Saturday, September 8, 2012

The Politics of Intolerance

A perfect rose on a September morning -- how lovely.  As I water and tend my plants and flowers, I am in a peaceful world of my own; how I wish life were as simple as moments like this in the garden.  Unfortunately, life is far from simple.

As we navigate through this election year I am reminded again and again of the complications we face in choosing the best candidates -- we are bombarded with a constant deluge of words, many of which are harsh and often untrue.  It is imperative that we listen and read carefully these words, so we can make the most educated decisions on those whom we choose to lead our communities and our nation.

In the past few elections, though, I have become alarmed at the vitriolic tenor of the public, the media, and the candidates themselves.  There is no spirit of compromise.  There seems to be no willingness to listen or consider the beliefs or the ideals of  the "other side."  Even though I feel very strongly about certain issues, I force myself to read and understand opposing views. 

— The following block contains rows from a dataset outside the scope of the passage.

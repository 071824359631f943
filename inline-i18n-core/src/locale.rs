//! BCP 47 locale tags
//!
//! Locales travel through the public API as plain strings (`"zh-TW"`). The
//! formatters parse them into [`Locale`] to pick separators, month names and
//! plural rules.

use crate::{I18nError, Result};
use serde::{Deserialize, Serialize};
use std::fmt;
use std::str::FromStr;

/// A parsed locale (language + optional script and region).
///
/// # Examples
///
/// ```
/// use inline_i18n_core::Locale;
///
/// let zh = Locale::parse("zh-Hant-TW").unwrap();
/// assert_eq!(zh.language, "zh");
/// assert_eq!(zh.script.as_deref(), Some("Hant"));
/// assert_eq!(zh.region.as_deref(), Some("TW"));
/// ```
#[derive(Debug, Clone, PartialEq, Eq, Hash, Serialize, Deserialize)]
pub struct Locale {
    /// Language subtag, lower case ("en", "zh")
    pub language: String,
    /// Script subtag, title case ("Hans")
    pub script: Option<String>,
    /// Region subtag, upper case ("US") or UN M.49 digits ("419")
    pub region: Option<String>,
}

impl Locale {
    /// Create a new locale.
    pub fn new(language: impl Into<String>, region: Option<impl Into<String>>) -> Self {
        Self {
            language: language.into().to_ascii_lowercase(),
            script: None,
            region: region.map(|r| r.into().to_ascii_uppercase()),
        }
    }

    /// Parse a BCP 47 tag such as `en-US` or `zh-Hans-CN`.
    ///
    /// `_` is accepted as a separator. Variant and extension subtags are
    /// validated for shape and then ignored.
    pub fn parse(tag: &str) -> Result<Self> {
        let invalid = || I18nError::InvalidLocale(tag.to_string());
        let mut parts = tag.trim().split(['-', '_']);

        let language = parts.next().filter(|p| !p.is_empty()).ok_or_else(invalid)?;
        if !(2..=8).contains(&language.len()) || !language.chars().all(|c| c.is_ascii_alphabetic())
        {
            return Err(invalid());
        }

        let mut script = None;
        let mut region = None;

        for part in parts {
            if part.is_empty()
                || part.len() > 8
                || !part.chars().all(|c| c.is_ascii_alphanumeric())
            {
                return Err(invalid());
            }

            let alpha = part.chars().all(|c| c.is_ascii_alphabetic());
            if part.len() == 4 && alpha && script.is_none() && region.is_none() {
                script = Some(title_case(part));
            } else if part.len() == 2 && alpha && region.is_none() {
                region = Some(part.to_ascii_uppercase());
            } else if part.len() == 3
                && part.chars().all(|c| c.is_ascii_digit())
                && region.is_none()
            {
                region = Some(part.to_string());
            }
        }

        Ok(Self {
            language: language.to_ascii_lowercase(),
            script,
            region,
        })
    }

    /// Get the canonical tag (e.g., "en-US").
    pub fn tag(&self) -> String {
        let mut tag = self.language.clone();
        if let Some(ref script) = self.script {
            tag.push('-');
            tag.push_str(script);
        }
        if let Some(ref region) = self.region {
            tag.push('-');
            tag.push_str(region);
        }
        tag
    }

    /// Get language-only locale (strips script and region).
    pub fn language_only(&self) -> Self {
        Self {
            language: self.language.clone(),
            script: None,
            region: None,
        }
    }

    /// English (no region)
    pub fn en() -> Self {
        Self::new("en", None::<&str>)
    }

    /// English (US)
    pub fn en_us() -> Self {
        Self::new("en", Some("US"))
    }

    /// English (GB)
    pub fn en_gb() -> Self {
        Self::new("en", Some("GB"))
    }

    /// German (Germany)
    pub fn de_de() -> Self {
        Self::new("de", Some("DE"))
    }

    /// French (France)
    pub fn fr_fr() -> Self {
        Self::new("fr", Some("FR"))
    }

    /// Japanese
    pub fn ja() -> Self {
        Self::new("ja", None::<&str>)
    }

    /// Korean (South Korea)
    pub fn ko_kr() -> Self {
        Self::new("ko", Some("KR"))
    }
}

fn title_case(s: &str) -> String {
    s.chars()
        .enumerate()
        .map(|(i, c)| {
            if i == 0 {
                c.to_ascii_uppercase()
            } else {
                c.to_ascii_lowercase()
            }
        })
        .collect()
}

impl fmt::Display for Locale {
    fn fmt(&self, f: &mut fmt::Formatter<'_>) -> fmt::Result {
        write!(f, "{}", self.tag())
    }
}

impl FromStr for Locale {
    type Err = I18nError;

    fn from_str(s: &str) -> Result<Self> {
        Locale::parse(s)
    }
}

impl Default for Locale {
    fn default() -> Self {
        Self::en()
    }
}

/// Derive the parent of a BCP 47 tag by cutting at the first `-`.
///
/// # Example
///
/// ```
/// use inline_i18n_core::parent_locale;
///
/// assert_eq!(parent_locale("zh-TW"), Some("zh"));
/// assert_eq!(parent_locale("zh-Hant-TW"), Some("zh"));
/// assert_eq!(parent_locale("en"), None);
/// ```
pub fn parent_locale(locale: &str) -> Option<&str> {
    match locale.find('-') {
        Some(idx) if idx > 0 => Some(&locale[..idx]),
        _ => None,
    }
}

I find it increasingly upsetting, though, as I read many Facebook comments and numerous blogs.  I notice a growing intolerance in this country -- and maybe it has always been there, but has been better hidden when people did not have access to social media to espouse their inner hatred and racism.  Huge segments of our society are filled with anger that their tax dollars go to support "worthless" folks on welfare.  While many of them do not support raising the minimum wage, they still do not want their tax dollars paying for health care for these same "worthless" working poor who cannot afford large health insurance premiums.  They look askance at Disability because too many people who could be working collect disability instead.  And who are they to judge who is physically able to be working?  They worry about all the people who are collecting unemployment, but working on the side as well.  They worry on one hand that all the illegal immigrants are taking good jobs from real Americans, or, conversely, that these "worthless" immigrants are not working and are receiving free medical care and food stamps.  And what is the alternative for these "worthless" people -- what happens to them if they are unable to work, or unable to  find jobs in this difficult economy?
And yet, these same Americans (mainly Republicans) do not worry about their tax dollars supporting banks and corporations that make billions of dollars, outsource jobs and take advantage of huge tax loopholes and deductions, or wealthy people and corporations who rely on offshore addresses to avoid the taxes they legitimately owe to the United States.

I read a comment yesterday from one man who said almost 50% of Americans are on some sort of government welfare.  As I fact-checked his statement, I noticed one Christian news article that made this same statement -- but the 50% figure also included people currently collecting Social Security, Medicare, and Unemployment, all programs that are funded through worker and employer contributions.  

I hear extremely nasty comments about African-Americans and Arab-American, Mexican-American and Indian/Pakistani-American immigrants etc., etc.  I cannot understand -- unless we are Native Americans, we are all descendants of immigrants to this nation.  What if our ancestors had been denied equal opportunity to build a life in this country.  I have English, Dutch, German, French, and possibly Irish blood in my veins -- how am I "better than" these newer immigrants???  And, how many wonderful contributions have been made to our society by all of these people!?

I am frustrated and disillusioned -- and, even more difficult to understand, is the fact that many of these angry, bigoted people call themselves Christians.  As a life-long Christian, verses from Matthew 25:35-40 have been the strongest influence on my adult life:

"Come, blessed of my Father, into the Kingdom prepared for you from the founding of the world.  For I was hungry and you fed me; I was thirsty and you gave me water; I was a stranger and you invited me into your homes, naked and you clothed me; sick and in prison and you visited me."  Then these righteous ones will reply, "Sir, when did we ever see you hungry and feed you?  Or thirsty and give you anything to drink?  Or a stranger, and help you?  Or naked, and clothe you?  When did we ever see you sick or in prison, and visit you?  And I, the King, will tell them, "When you did it to these my brothers you were doing it for me."